Copy all entries exactly.

◆ Material for this task ◆
◇ ◇ ◇ ◇ ◇
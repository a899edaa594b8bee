//! Repository factory for dependency injection.
//!
//! This module provides utilities for creating and configuring record store
//! instances based on runtime configuration.

use std::path::Path;
use std::str::FromStr;
use std::sync::Arc;

use super::repo_config::RepositoryConfig;
use super::repositories::LocalRepository;
#[cfg(feature = "postgres-repo")]
use super::repositories::PostgresRepository;
use super::repository::{RecordStore, RepositoryError, RepositoryResult};
use super::PostgresConfig;

/// Repository type configuration.
#[derive(Debug, Clone, Copy, PartialEq, Eq)]
pub enum RepositoryType {
    /// Postgres + Diesel implementation
    Postgres,
    /// In-memory local repository
    Local,
}

impl FromStr for RepositoryType {
    type Err = String;

    /// Parse repository type from string.
    ///
    /// # Arguments
    /// * `s` - String representation ("postgres", "local")
    ///
    /// # Returns
    /// * `Ok(RepositoryType)` if valid
    /// * `Err` if invalid
    fn from_str(s: &str) -> Result<Self, Self::Err> {
        match s.to_lowercase().as_str() {
            "postgres" | "pg" => Ok(Self::Postgres),
            "local" => Ok(Self::Local),
            _ => Err(format!("Unknown repository type: {}", s)),
        }
    }
}

impl RepositoryType {
    /// Get repository type from environment variable.
    ///
    /// Reads `REPOSITORY_TYPE` environment variable. Defaults to Postgres if a
    /// database URL is present, otherwise Local.
    pub fn from_env() -> Self {
        if let Ok(val) = std::env::var("REPOSITORY_TYPE") {
            return val.parse().unwrap_or(Self::Local);
        }

        if std::env::var("DATABASE_URL").is_ok() || std::env::var("PG_DATABASE_URL").is_ok() {
            Self::Postgres
        } else {
            Self::Local
        }
    }
}

/// Repository factory for creating record store instances.
///
/// # Example
/// ```ignore
/// use freightboard::db::{PostgresConfig, RepositoryFactory, RepositoryType};
///
/// #[tokio::main]
/// async fn main() -> Result<(), Box<dyn std::error::Error>> {
///     // Create Postgres repository
///     let config = PostgresConfig::from_env()?;
///     let _pg_repo = RepositoryFactory::create(RepositoryType::Postgres, Some(&config)).await?;
///
///     // Create local repository
///     let local_repo = RepositoryFactory::create_local();
///
///     Ok(())
/// }
/// ```
pub struct RepositoryFactory;

impl RepositoryFactory {
    /// Create a record store instance based on type.
    ///
    /// # Arguments
    /// * `repo_type` - Type of repository to create
    /// * `postgres_config` - Optional database configuration (required for Postgres)
    ///
    /// # Returns
    /// * `Ok(Arc<dyn RecordStore>)` - Boxed store instance
    /// * `Err(RepositoryError)` - If creation fails
    pub async fn create(
        repo_type: RepositoryType,
        postgres_config: Option<&PostgresConfig>,
    ) -> RepositoryResult<Arc<dyn RecordStore>> {
        match repo_type {
            RepositoryType::Postgres => {
                #[cfg(feature = "postgres-repo")]
                {
                    let config = postgres_config.ok_or_else(|| {
                        RepositoryError::configuration(
                            "Postgres repository requires PostgresConfig",
                        )
                    })?;
                    let pg = Self::create_postgres(config).await?;
                    Ok(pg as Arc<dyn RecordStore>)
                }
                #[cfg(not(feature = "postgres-repo"))]
                {
                    let _ = postgres_config;
                    Err(RepositoryError::configuration(
                        "Postgres repository feature not enabled",
                    ))
                }
            }
            RepositoryType::Local => Ok(Self::create_local()),
        }
    }

    /// Create a Postgres record store.
    ///
    /// # Arguments
    /// * `config` - Postgres configuration
    ///
    /// # Returns
    /// * `Ok(Arc<PostgresRepository>)` - Postgres store instance
    /// * `Err(RepositoryError)` - If initialization fails
    #[cfg(feature = "postgres-repo")]
    pub async fn create_postgres(
        config: &PostgresConfig,
    ) -> RepositoryResult<Arc<PostgresRepository>> {
        let repo = PostgresRepository::new(config.clone())?;
        Ok(Arc::new(repo))
    }

    /// Create an in-memory local record store.
    pub fn create_local() -> Arc<dyn RecordStore> {
        Arc::new(LocalRepository::new())
    }

    /// Create a record store from environment configuration.
    ///
    /// Reads `REPOSITORY_TYPE` to determine which backend to create.
    /// Defaults to Postgres if a database URL is set, otherwise Local.
    ///
    /// # Returns
    /// * `Ok(Arc<dyn RecordStore>)` - Store instance
    /// * `Err(RepositoryError)` - If creation fails
    pub async fn from_env() -> RepositoryResult<Arc<dyn RecordStore>> {
        let repo_type = RepositoryType::from_env();

        match repo_type {
            RepositoryType::Postgres => {
                #[cfg(feature = "postgres-repo")]
                {
                    let config =
                        PostgresConfig::from_env().map_err(RepositoryError::configuration)?;
                    let pg = Self::create_postgres(&config).await?;
                    Ok(pg as Arc<dyn RecordStore>)
                }
                #[cfg(not(feature = "postgres-repo"))]
                {
                    Err(RepositoryError::configuration(
                        "Postgres repository feature not enabled",
                    ))
                }
            }
            RepositoryType::Local => Ok(Self::create_local()),
        }
    }

    /// Create a record store from a TOML configuration file.
    ///
    /// # Arguments
    /// * `config_path` - Path to the repository.toml configuration file
    ///
    /// # Returns
    /// * `Ok(Arc<dyn RecordStore>)` - Store instance
    /// * `Err(RepositoryError)` - If creation fails
    pub async fn from_config_file<P: AsRef<Path>>(
        config_path: P,
    ) -> RepositoryResult<Arc<dyn RecordStore>> {
        let config = RepositoryConfig::from_file(config_path)?;
        Self::from_repository_config(&config).await
    }

    /// Create a record store from the default configuration file location.
    ///
    /// Searches for `repository.toml` in standard locations and creates
    /// the appropriate store instance.
    ///
    /// # Returns
    /// * `Ok(Arc<dyn RecordStore>)` - Store instance
    /// * `Err(RepositoryError)` - If creation fails
    pub async fn from_default_config() -> RepositoryResult<Arc<dyn RecordStore>> {
        let config = RepositoryConfig::from_default_location()?;
        Self::from_repository_config(&config).await
    }

    async fn from_repository_config(
        config: &RepositoryConfig,
    ) -> RepositoryResult<Arc<dyn RecordStore>> {
        let repo_type = config.repository_type().map_err(|e| {
            RepositoryError::configuration(format!("Invalid repository type: {}", e))
        })?;

        match repo_type {
            RepositoryType::Postgres => {
                #[cfg(feature = "postgres-repo")]
                {
                    let pg_config = config.to_postgres_config()?.ok_or_else(|| {
                        RepositoryError::configuration(
                            "Postgres repository requires database configuration",
                        )
                    })?;
                    let pg = Self::create_postgres(&pg_config).await?;
                    Ok(pg as Arc<dyn RecordStore>)
                }
                #[cfg(not(feature = "postgres-repo"))]
                {
                    Err(RepositoryError::configuration(
                        "Postgres repository feature not enabled",
                    ))
                }
            }
            RepositoryType::Local => Ok(Self::create_local()),
        }
    }
}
◇ ◇ ◇ ◇ ◇
◆ Exercise answer ◆
repository a899edaa594b8bee
//! Repository factory for dependency injection.
//!
//! This module provides utilities for creating and configuring record store
//! instances based on runtime configuration.

use std::path::Path;
use std::str::FromStr;
use std::sync::Arc;

use super::repo_config::RepositoryConfig;
use super::repositories::LocalRepository;
#[cfg(feature = "postgres-repo")]
use super::repositories::PostgresRepository;
use super::repository::{RecordStore, RepositoryError, RepositoryResult};
use super::PostgresConfig;

/// Repository type configuration.
#[derive(Debug, Clone, Copy, PartialEq, Eq)]
pub enum RepositoryType {
    /// Postgres + Diesel implementation
    Postgres,
    /// In-memory local repository
    Local,
}

impl FromStr for RepositoryType {
    type Err = String;

    /// Parse repository type from string.
    ///
    /// # Arguments
    /// * `s` - String representation ("postgres", "local")
    ///
    /// # Returns
    /// * `Ok(RepositoryType)` if valid
    /// * `Err` if invalid
    fn from_str(s: &str) -> Result<Self, Self::Err> {
        match s.to_lowercase().as_str() {
            "postgres" | "pg" => Ok(Self::Postgres),
            "local" => Ok(Self::Local),
            _ => Err(format!("Unknown repository type: {}", s)),
        }
    }
}

impl RepositoryType {
    /// Get repository type from environment variable.
    ///
    /// Reads `REPOSITORY_TYPE` environment variable. Defaults to Postgres if a
    /// database URL is present, otherwise Local.
    pub fn from_env() -> Self {
        if let Ok(val) = std::env::var("REPOSITORY_TYPE") {
            return val.parse().unwrap_or(Self::Local);
        }

        if std::env::var("DATABASE_URL").is_ok() || std::env::var("PG_DATABASE_URL").is_ok() {
            Self::Postgres
        } else {
            Self::Local
        }
    }
}

/// Repository factory for creating record store instances.
///
/// # Example
/// ```ignore
/// use freightboard::db::{PostgresConfig, RepositoryFactory, RepositoryType};
///
/// #[tokio::main]
/// async fn main() -> Result<(), Box<dyn std::error::Error>> {
///     // Create Postgres repository
///     let config = PostgresConfig::from_env()?;
///     let _pg_repo = RepositoryFactory::create(RepositoryType::Postgres, Some(&config)).await?;
///
///     // Create local repository
///     let local_repo = RepositoryFactory::create_local();
///
///     Ok(())
/// }
/// ```
pub struct RepositoryFactory;

impl RepositoryFactory {
    /// Create a record store instance based on type.
    ///
    /// # Arguments
    /// * `repo_type` - Type of repository to create
    /// * `postgres_config` - Optional database configuration (required for Postgres)
    ///
    /// # Returns
    /// * `Ok(Arc<dyn RecordStore>)` - Boxed store instance
    /// * `Err(RepositoryError)` - If creation fails
    pub async fn create(
        repo_type: RepositoryType,
        postgres_config: Option<&PostgresConfig>,
    ) -> RepositoryResult<Arc<dyn RecordStore>> {
        match repo_type {
            RepositoryType::Postgres => {
                #[cfg(feature = "postgres-repo")]
                {
                    let config = postgres_config.ok_or_else(|| {
                        RepositoryError::configuration(
                            "Postgres repository requires PostgresConfig",
                        )
                    })?;
                    let pg = Self::create_postgres(config).await?;
                    Ok(pg as Arc<dyn RecordStore>)
                }
                #[cfg(not(feature = "postgres-repo"))]
                {
                    let _ = postgres_config;
                    Err(RepositoryError::configuration(
                        "Postgres repository feature not enabled",
                    ))
                }
            }
            RepositoryType::Local => Ok(Self::create_local()),
        }
    }

    /// Create a Postgres record store.
    ///
    /// # Arguments
    /// * `config` - Postgres configuration
    ///
    /// # Returns
    /// * `Ok(Arc<PostgresRepository>)` - Postgres store instance
    /// * `Err(RepositoryError)` - If initialization fails
    #[cfg(feature = "postgres-repo")]
    pub async fn create_postgres(
        config: &PostgresConfig,
    ) -> RepositoryResult<Arc<PostgresRepository>> {
        let repo = PostgresRepository::new(config.clone())?;
        Ok(Arc::new(repo))
    }

    /// Create an in-memory local record store.
    pub fn create_local() -> Arc<dyn RecordStore> {
        Arc::new(LocalRepository::new())
    }

    /// Create a record store from environment configuration.
    ///
    /// Reads `REPOSITORY_TYPE` to determine which backend to create.
    /// Defaults to Postgres if a database URL is set, otherwise Local.
    ///
    /// # Returns
    /// * `Ok(Arc<dyn RecordStore>)` - Store instance
    /// * `Err(RepositoryError)` - If creation fails
    pub async fn from_env() -> RepositoryResult<Arc<dyn RecordStore>> {
        let repo_type = RepositoryType::from_env();

        match repo_type {
            RepositoryType::Postgres => {
                #[cfg(feature = "postgres-repo")]
                {
                    let config =
                        PostgresConfig::from_env().map_err(RepositoryError::configuration)?;
                    let pg = Self::create_postgres(&config).await?;
                    Ok(pg as Arc<dyn RecordStore>)
                }
                #[cfg(not(feature = "postgres-repo"))]
                {
                    Err(RepositoryError::configuration(
                        "Postgres repository feature not enabled",
                    ))
                }
            }
            RepositoryType::Local => Ok(Self::create_local()),
        }
    }

    /// Create a record store from a TOML configuration file.
    ///
    /// # Arguments
    /// * `config_path` - Path to the repository.toml configuration file
    ///
    /// # Returns
    /// * `Ok(Arc<dyn RecordStore>)` - Store instance
    /// * `Err(RepositoryError)` - If creation fails
    pub async fn from_config_file<P: AsRef<Path>>(
        config_path: P,
    ) -> RepositoryResult<Arc<dyn RecordStore>> {
        let config = RepositoryConfig::from_file(config_path)?;
        Self::from_repository_config(&config).await
    }

    /// Create a record store from the default configuration file location.
    ///
    /// Searches for `repository.toml` in standard locations and creates
    /// the appropriate store instance.
    ///
    /// # Returns
    /// * `Ok(Arc<dyn RecordStore>)` - Store instance
    /// * `Err(RepositoryError)` - If creation fails
    pub async fn from_default_config() -> RepositoryResult<Arc<dyn RecordStore>> {
        let config = RepositoryConfig::from_default_location()?;
        Self::from_repository_config(&config).await
    }

    async fn from_repository_config(
        config: &RepositoryConfig,
    ) -> RepositoryResult<Arc<dyn RecordStore>> {
        let repo_type = config.repository_type().map_err(|e| {
            RepositoryError::configuration(format!("Invalid repository type: {}", e))
        })?;

        match repo_type {
            RepositoryType::Postgres => {
                #[cfg(feature = "postgres-repo")]
                {
                    let pg_config = config.to_postgres_config()?.ok_or_else(|| {
                        RepositoryError::configuration(
                            "Postgres repository requires database configuration",
                        )
                    })?;
                    let pg = Self::create_postgres(&pg_config).await?;
                    Ok(pg as Arc<dyn RecordStore>)
                }
                #[cfg(not(feature = "postgres-repo"))]
                {
                    Err(RepositoryError::configuration(
                        "Postgres repository feature not enabled",
                    ))
                }
            }
            RepositoryType::Local => Ok(Self::create_local()),
        }
    }
}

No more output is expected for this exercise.